Segment Open

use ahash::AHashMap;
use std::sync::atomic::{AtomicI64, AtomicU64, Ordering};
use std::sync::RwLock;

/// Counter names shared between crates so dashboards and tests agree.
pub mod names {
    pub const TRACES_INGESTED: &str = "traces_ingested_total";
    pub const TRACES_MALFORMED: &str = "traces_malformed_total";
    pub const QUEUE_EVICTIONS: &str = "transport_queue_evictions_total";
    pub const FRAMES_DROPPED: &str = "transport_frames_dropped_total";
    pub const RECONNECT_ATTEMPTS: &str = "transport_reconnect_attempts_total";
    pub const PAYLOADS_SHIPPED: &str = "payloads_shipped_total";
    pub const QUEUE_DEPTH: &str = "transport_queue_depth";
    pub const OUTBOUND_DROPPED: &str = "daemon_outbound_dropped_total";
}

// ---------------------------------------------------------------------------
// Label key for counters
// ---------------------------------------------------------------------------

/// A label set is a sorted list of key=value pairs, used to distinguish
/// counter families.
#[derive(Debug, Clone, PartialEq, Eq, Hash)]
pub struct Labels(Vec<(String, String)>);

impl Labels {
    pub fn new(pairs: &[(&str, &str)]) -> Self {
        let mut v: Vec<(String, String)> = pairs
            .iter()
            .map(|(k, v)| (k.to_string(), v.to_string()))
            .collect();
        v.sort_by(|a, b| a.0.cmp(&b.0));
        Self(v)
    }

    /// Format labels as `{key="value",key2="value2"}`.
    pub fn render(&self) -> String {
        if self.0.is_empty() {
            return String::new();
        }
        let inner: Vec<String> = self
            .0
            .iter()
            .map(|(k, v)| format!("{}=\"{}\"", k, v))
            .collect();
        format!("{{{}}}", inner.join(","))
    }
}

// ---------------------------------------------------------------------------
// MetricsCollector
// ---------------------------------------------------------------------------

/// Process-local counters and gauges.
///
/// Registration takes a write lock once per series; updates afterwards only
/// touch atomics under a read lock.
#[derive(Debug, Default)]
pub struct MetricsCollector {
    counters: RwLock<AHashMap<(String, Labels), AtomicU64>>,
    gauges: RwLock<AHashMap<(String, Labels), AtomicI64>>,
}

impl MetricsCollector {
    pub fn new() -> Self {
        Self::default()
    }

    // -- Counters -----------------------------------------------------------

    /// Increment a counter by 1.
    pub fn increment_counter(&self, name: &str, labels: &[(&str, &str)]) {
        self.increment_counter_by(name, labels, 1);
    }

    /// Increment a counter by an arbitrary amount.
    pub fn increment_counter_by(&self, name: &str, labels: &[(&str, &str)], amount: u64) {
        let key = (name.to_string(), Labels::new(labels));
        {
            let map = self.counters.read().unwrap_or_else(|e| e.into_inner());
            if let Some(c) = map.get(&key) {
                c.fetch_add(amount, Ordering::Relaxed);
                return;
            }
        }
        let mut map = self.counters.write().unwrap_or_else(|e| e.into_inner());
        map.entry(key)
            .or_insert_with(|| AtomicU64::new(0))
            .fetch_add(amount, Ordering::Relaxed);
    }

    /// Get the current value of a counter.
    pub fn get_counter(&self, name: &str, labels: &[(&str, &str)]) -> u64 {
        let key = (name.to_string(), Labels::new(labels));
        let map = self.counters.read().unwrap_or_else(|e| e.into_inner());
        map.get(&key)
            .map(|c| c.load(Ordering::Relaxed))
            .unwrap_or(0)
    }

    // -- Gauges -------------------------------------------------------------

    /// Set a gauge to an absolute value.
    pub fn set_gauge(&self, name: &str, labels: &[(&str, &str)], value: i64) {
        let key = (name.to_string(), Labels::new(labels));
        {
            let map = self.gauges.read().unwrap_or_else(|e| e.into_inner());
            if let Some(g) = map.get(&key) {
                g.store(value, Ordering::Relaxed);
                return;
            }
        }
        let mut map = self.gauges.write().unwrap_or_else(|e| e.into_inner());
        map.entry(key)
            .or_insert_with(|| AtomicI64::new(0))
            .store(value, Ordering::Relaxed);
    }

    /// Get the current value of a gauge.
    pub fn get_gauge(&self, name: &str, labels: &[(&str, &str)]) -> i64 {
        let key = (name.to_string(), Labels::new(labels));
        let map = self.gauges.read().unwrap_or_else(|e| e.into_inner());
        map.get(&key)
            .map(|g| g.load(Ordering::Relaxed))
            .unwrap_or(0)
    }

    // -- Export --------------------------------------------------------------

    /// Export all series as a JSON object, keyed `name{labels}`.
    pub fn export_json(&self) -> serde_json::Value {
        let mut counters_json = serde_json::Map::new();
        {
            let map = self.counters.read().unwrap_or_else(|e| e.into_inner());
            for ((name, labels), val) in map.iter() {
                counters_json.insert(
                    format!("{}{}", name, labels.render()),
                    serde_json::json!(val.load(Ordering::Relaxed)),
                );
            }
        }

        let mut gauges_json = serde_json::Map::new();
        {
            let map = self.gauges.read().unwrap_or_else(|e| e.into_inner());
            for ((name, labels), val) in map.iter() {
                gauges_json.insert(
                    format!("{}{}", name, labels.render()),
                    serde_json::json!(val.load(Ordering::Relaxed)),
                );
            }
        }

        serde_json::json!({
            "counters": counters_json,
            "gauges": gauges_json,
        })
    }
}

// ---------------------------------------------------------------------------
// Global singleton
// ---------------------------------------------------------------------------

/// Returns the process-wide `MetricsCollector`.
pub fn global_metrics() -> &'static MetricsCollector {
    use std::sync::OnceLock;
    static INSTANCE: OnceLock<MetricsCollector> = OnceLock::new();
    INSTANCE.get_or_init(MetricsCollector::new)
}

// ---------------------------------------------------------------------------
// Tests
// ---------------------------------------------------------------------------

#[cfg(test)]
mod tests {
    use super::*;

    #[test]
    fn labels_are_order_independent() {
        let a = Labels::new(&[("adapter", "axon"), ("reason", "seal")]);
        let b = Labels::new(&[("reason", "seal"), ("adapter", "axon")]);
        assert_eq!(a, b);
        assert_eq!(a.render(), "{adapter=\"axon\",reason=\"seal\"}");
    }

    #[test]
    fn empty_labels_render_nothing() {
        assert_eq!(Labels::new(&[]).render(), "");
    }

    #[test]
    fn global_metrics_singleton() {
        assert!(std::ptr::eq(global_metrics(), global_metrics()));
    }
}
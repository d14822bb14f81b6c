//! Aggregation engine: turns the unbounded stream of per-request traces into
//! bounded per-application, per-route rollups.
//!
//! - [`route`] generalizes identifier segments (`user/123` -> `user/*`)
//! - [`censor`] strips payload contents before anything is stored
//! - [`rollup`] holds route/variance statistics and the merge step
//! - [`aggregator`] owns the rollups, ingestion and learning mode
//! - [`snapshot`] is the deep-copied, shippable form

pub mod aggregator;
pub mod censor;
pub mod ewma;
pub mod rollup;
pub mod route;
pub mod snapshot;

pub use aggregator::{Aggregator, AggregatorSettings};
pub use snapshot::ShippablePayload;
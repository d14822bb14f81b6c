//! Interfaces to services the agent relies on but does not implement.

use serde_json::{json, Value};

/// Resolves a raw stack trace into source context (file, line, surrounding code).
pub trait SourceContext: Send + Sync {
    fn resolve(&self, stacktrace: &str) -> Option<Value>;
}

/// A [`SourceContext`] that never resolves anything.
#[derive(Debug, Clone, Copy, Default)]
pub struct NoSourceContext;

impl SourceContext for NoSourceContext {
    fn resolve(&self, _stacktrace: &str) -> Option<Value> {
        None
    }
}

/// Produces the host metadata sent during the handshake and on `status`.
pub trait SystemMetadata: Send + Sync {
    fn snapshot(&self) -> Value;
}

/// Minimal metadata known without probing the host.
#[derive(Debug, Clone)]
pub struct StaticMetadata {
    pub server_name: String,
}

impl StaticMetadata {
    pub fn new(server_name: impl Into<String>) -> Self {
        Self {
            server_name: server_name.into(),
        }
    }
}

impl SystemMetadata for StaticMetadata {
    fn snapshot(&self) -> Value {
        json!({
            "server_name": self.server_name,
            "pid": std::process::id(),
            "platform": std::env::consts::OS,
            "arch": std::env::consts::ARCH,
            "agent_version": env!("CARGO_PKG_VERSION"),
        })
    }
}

Segment Closed
Segment Open

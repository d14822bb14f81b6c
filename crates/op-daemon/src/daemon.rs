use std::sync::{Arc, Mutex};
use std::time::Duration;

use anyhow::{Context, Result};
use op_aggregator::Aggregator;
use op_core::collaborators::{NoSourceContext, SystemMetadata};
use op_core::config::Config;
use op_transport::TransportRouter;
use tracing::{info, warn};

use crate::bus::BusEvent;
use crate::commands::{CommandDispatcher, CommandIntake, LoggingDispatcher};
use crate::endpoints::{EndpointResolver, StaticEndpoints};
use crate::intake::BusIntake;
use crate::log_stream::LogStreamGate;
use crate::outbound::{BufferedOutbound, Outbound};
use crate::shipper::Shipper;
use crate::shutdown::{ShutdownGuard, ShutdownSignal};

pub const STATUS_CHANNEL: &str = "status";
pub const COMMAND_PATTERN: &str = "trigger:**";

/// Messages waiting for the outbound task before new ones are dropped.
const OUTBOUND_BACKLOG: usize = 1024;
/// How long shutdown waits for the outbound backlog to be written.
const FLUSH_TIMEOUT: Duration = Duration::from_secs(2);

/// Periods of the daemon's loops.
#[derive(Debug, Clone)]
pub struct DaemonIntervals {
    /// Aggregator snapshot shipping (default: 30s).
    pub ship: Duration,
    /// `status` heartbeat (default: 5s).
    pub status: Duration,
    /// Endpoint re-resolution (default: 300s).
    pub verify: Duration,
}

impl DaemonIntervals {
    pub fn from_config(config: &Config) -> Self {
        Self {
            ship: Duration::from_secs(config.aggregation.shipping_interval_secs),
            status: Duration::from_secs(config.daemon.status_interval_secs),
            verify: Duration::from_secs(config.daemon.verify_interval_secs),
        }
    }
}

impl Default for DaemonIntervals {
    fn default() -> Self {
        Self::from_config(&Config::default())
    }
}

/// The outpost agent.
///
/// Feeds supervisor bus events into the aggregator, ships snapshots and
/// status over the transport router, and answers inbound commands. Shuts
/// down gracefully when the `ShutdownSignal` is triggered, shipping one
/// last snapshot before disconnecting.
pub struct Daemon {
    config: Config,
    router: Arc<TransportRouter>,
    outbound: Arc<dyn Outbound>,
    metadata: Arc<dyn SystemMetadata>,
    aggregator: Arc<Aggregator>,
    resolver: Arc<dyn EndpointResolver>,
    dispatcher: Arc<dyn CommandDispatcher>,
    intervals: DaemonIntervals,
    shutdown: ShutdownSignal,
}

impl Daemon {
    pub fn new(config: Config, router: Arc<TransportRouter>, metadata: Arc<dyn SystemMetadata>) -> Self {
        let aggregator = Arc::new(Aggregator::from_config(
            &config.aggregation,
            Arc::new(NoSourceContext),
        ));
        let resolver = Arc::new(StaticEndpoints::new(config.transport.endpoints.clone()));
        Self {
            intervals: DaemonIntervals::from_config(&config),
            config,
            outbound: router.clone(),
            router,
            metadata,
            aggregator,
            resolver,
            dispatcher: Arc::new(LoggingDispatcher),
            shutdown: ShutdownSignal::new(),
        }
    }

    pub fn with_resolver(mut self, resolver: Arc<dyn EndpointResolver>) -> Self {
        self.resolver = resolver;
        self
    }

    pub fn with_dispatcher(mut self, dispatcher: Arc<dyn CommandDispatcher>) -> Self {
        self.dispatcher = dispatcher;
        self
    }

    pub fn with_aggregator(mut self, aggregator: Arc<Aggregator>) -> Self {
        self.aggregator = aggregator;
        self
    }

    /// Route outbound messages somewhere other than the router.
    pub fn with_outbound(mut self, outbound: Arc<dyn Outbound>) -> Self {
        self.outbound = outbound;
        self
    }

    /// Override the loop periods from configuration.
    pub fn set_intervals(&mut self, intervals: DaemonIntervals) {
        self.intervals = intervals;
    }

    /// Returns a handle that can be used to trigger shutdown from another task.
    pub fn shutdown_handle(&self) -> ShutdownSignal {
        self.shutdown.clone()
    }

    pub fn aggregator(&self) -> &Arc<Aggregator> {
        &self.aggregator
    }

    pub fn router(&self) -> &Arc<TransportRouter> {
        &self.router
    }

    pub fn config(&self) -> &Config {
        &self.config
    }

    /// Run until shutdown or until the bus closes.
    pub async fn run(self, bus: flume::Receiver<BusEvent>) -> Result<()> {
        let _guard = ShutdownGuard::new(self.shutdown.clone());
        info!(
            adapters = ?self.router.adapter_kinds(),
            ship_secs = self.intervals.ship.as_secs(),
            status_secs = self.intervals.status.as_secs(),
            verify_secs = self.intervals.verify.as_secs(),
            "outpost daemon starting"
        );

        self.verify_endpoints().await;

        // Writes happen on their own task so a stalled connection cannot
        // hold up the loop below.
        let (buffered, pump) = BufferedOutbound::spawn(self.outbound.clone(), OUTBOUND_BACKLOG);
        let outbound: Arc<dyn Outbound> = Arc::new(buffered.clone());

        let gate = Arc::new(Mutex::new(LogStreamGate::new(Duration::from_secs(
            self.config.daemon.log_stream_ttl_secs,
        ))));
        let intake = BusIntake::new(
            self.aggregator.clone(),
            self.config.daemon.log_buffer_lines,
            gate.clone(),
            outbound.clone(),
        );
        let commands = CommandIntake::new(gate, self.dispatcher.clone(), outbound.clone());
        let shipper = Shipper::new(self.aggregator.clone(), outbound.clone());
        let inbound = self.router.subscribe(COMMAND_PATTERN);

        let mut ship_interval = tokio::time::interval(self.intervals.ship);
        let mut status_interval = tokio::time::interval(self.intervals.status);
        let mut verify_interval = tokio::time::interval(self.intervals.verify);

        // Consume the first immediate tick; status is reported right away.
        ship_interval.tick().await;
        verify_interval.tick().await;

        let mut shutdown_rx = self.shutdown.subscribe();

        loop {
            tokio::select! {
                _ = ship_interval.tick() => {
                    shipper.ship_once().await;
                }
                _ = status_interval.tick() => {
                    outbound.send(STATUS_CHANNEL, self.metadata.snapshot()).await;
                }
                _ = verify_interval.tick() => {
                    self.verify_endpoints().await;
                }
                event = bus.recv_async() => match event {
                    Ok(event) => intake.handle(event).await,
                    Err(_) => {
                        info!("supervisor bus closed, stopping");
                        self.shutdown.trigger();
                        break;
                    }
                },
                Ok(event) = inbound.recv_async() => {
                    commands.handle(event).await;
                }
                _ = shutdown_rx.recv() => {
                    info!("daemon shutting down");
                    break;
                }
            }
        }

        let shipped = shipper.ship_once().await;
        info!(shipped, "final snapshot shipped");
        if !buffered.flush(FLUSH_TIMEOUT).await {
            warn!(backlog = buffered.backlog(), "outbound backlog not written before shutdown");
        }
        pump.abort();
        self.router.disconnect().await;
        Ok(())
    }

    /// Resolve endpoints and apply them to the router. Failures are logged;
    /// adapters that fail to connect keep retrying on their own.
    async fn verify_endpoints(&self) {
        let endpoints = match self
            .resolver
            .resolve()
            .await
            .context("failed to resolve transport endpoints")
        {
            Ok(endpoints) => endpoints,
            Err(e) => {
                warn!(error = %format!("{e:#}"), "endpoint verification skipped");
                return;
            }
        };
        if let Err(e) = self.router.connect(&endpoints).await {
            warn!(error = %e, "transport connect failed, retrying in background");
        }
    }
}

Segment Closed

Exercise:
Your answer should consist of the lines from the line with "static INSTANCE: OnceLock<MetricsCollector>" to the line with "fn resolve(&self, _stacktrace: &str)" above, repeated exactly, both ends included.

Task output:
    static INSTANCE: OnceLock<MetricsCollector> = OnceLock::new();
    INSTANCE.get_or_init(MetricsCollector::new)
}

// ---------------------------------------------------------------------------
// Tests
// ---------------------------------------------------------------------------

#[cfg(test)]
mod tests {
    use super::*;

    #[test]
    fn labels_are_order_independent() {
        let a = Labels::new(&[("adapter", "axon"), ("reason", "seal")]);
        let b = Labels::new(&[("reason", "seal"), ("adapter", "axon")]);
        assert_eq!(a, b);
        assert_eq!(a.render(), "{adapter=\"axon\",reason=\"seal\"}");
    }

    #[test]
    fn empty_labels_render_nothing() {
        assert_eq!(Labels::new(&[]).render(), "");
    }

    #[test]
    fn global_metrics_singleton() {
        assert!(std::ptr::eq(global_metrics(), global_metrics()));
    }
}
repository d14822bb14f81b6c
//! Aggregation engine: turns the unbounded stream of per-request traces into
//! bounded per-application, per-route rollups.
//!
//! - [`route`] generalizes identifier segments (`user/123` -> `user/*`)
//! - [`censor`] strips payload contents before anything is stored
//! - [`rollup`] holds route/variance statistics and the merge step
//! - [`aggregator`] owns the rollups, ingestion and learning mode
//! - [`snapshot`] is the deep-copied, shippable form

pub mod aggregator;
pub mod censor;
pub mod ewma;
pub mod rollup;
pub mod route;
pub mod snapshot;

pub use aggregator::{Aggregator, AggregatorSettings};
pub use snapshot::ShippablePayload;
repository d14822bb14f81b6c
//! Interfaces to services the agent relies on but does not implement.

use serde_json::{json, Value};

/// Resolves a raw stack trace into source context (file, line, surrounding code).
pub trait SourceContext: Send + Sync {
    fn resolve(&self, stacktrace: &str) -> Option<Value>;
}

/// A [`SourceContext`] that never resolves anything.
#[derive(Debug, Clone, Copy, Default)]
pub struct NoSourceContext;

impl SourceContext for NoSourceContext {
    fn resolve(&self, _stacktrace: &str) -> Option<Value> {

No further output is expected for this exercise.